Your answer should be the lines of the data below that contain "function".
══ Given records ══
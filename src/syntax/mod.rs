//! Expression grammar.
//!
//! ```text
//! expression  := '@' function END
//! function    := name '(' argList ')' accessChain
//! argList     := (term | function | <empty>) separated by ','
//! term        := number | boolean | 'quoted string'
//! accessChain := ( '?'? '[' (term | function) ']' | '?'? '.' identifier )*
//! ```
//!
//! Whitespace is skipped after every token and kept verbatim inside quotes.

mod error;
mod parser;

pub use error::ParseError;
pub use parser::{ParseOptions, ParseOutcome, Parser, parse};

pub(crate) use parser::parse_decimal_lexeme;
═══
» Result for this exercise
//! expression  := '@' function END
//! function    := name '(' argList ')' accessChain
//! argList     := (term | function | <empty>) separated by ','
//! accessChain := ( '?'? '[' (term | function) ']' | '?'? '.' identifier )*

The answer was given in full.